New research broaden the perspectives on what constitutes a “computer” and how smaller a computational unit can be.
When we outline a “computer” as any system that procedures data via input and output, it raises the thoughts of what objects can conduct these computations and how modest can these personal computers be. With transistors reaching the restrictions of miniaturization, discovering answers to these thoughts gets to be vital, as they could guide to the growth of a new computing paradigm.
In a new study revealed in the journal EPJ Moreover by researchers from Tulane University in New Orleans, Louisiana, Gerard McCaul and his crew exhibit that atoms, just one of the most essential developing blocks of issue, can act as a reservoir for computing exactly where all input-output processing is optical.
“We experienced the idea that the capacity for computation is a universal property that all actual physical devices share, but within that paradigm, there is a good profusion of frameworks for how a single would go about truly making an attempt to execute computations,” McCaul suggests.
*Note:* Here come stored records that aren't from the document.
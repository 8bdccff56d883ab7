//! tacmap - terrain tile lookup, sampling and imagery classification.

use clap::{Parser, Subcommand};
use serde::Serialize;
use std::path::PathBuf;
use std::process;
use tacmap_dem::DatasetType;
use tacmap_runner::{
    classify_file, init_logging, LatLon, Pipeline, PipelineConfig, Result,
};
use tracing::{debug, error};

#[derive(Parser)]
#[command(name = "tacmap")]
#[command(version, about = "Terrain tile lookup, sampling and imagery classification")]
struct Cli {
    /// YAML configuration file (defaults apply when omitted)
    #[arg(long, short, global = true)]
    config: Option<PathBuf>,

    /// Enable debug logging
    #[arg(long, short, global = true)]
    verbose: bool,

    #[command(subcommand)]
    command: Command,
}

#[derive(Subcommand)]
enum Command {
    /// Classify an 8-bit TIFF image into terrain feature categories
    Classify {
        image: PathBuf,

        /// Override the configured sampling stride
        #[arg(long)]
        stride: Option<u32>,

        /// Print statistics only
        #[arg(long)]
        summary: bool,
    },

    #[command(flatten)]
    Terrain(TerrainCommand),
}

/// Commands that read tiles through the storage client.
#[derive(Subcommand)]
enum TerrainCommand {
    /// Find the tile covering a point
    Resolve {
        /// Dataset: elevation (dem) or vegetation (ndvi)
        #[arg(long, short, default_value = "elevation")]
        dataset: DatasetType,

        /// Point as LAT,LON
        #[arg(allow_hyphen_values = true)]
        point: LatLon,
    },

    /// Sample dataset values at one or more points
    Sample {
        #[arg(long, short, default_value = "elevation")]
        dataset: DatasetType,

        /// Points as LAT,LON
        #[arg(required = true, allow_hyphen_values = true)]
        points: Vec<LatLon>,
    },

    /// Elevation profile between two points
    Profile {
        #[arg(allow_hyphen_values = true)]
        from: LatLon,

        #[arg(allow_hyphen_values = true)]
        to: LatLon,

        /// Number of evenly spaced samples, endpoints included
        #[arg(long, short, default_value_t = 100)]
        samples: usize,
    },

    /// Mobility factor from vegetation and slope at a point
    Mobility {
        #[arg(allow_hyphen_values = true)]
        point: LatLon,
    },

    /// List the entries of a tile archive
    ArchiveList {
        /// Storage path of the archive
        path: String,
    },
}

#[tokio::main]
async fn main() {
    let cli = Cli::parse();
    init_logging(cli.verbose);
    tacmap_metrics::describe_metrics();

    if let Err(e) = run(cli).await {
        error!(error = %e, "command failed");
        eprintln!("Error: {e}");
        process::exit(1);
    }
}

async fn run(cli: Cli) -> Result<()> {
    let config = match &cli.config {
        Some(path) => PipelineConfig::load(path)?,
        None => PipelineConfig::default(),
    };

    match cli.command {
        Command::Classify {
            image,
            stride,
            summary,
        } => {
            let mut analysis = config.classification;
            if let Some(stride) = stride {
                analysis.stride = stride;
            }
            analysis.validate()?;

            let result = tokio::task::spawn_blocking(move || classify_file(image, analysis)).await??;
            if summary {
                print_json(&result.stats)
            } else {
                print_json(&result)
            }
        }
        Command::Terrain(command) => {
            let pipeline = Pipeline::from_config(&config)?;
            run_terrain(&pipeline, command).await?;
            debug!(stats = ?pipeline.stats(), "sampler statistics");
            Ok(())
        }
    }
}

async fn run_terrain(pipeline: &Pipeline, command: TerrainCommand) -> Result<()> {
    match command {
        TerrainCommand::Resolve { dataset, point } => {
            print_json(&pipeline.resolve(dataset, point).await)
        }
        TerrainCommand::Sample { dataset, points } => {
            print_json(&pipeline.sample(dataset, &points).await)
        }
        TerrainCommand::Profile { from, to, samples } => {
            print_json(&pipeline.profile(from, to, samples).await)
        }
        TerrainCommand::Mobility { point } => print_json(&pipeline.mobility(point).await?),
        TerrainCommand::ArchiveList { path } => {
            print_json(&pipeline.archive_entries(&path).await?)
        }
    }
}

fn print_json<T: Serialize>(value: &T) -> Result<()> {
    println!("{}", serde_json::to_string_pretty(value)?);
    Ok(())
}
He adds that a person of the most vital of these frameworks is neuromorphic or reservoir computing with a neuromorphic personal computer aiming to mimic the brain. This thought underpins the explosive development of
The team proposed a non-linear single-atom computer with the input information encoded directly into light and the output also in the form of light. The calculation is then determined by filters that the light output is passed through.
“Our research confirmed this approach works in principle, as well as confirming the fact that the system performed better when the input light was designed to induce a higher degree of non-linearity in the system,” McCaul says. “I would probably argue that what we are trying to emphasize with this work is that the minimal system capable of computing really does exist on the level of a single atom and that computation can be performed purely with optical processes.”
Reference: “Towards single atom computing via high harmonic generation” by Gerard McCaul, Kurt Jacobs and Denys I. Bondar, 5 February 2023, The European Physical Journal Plus.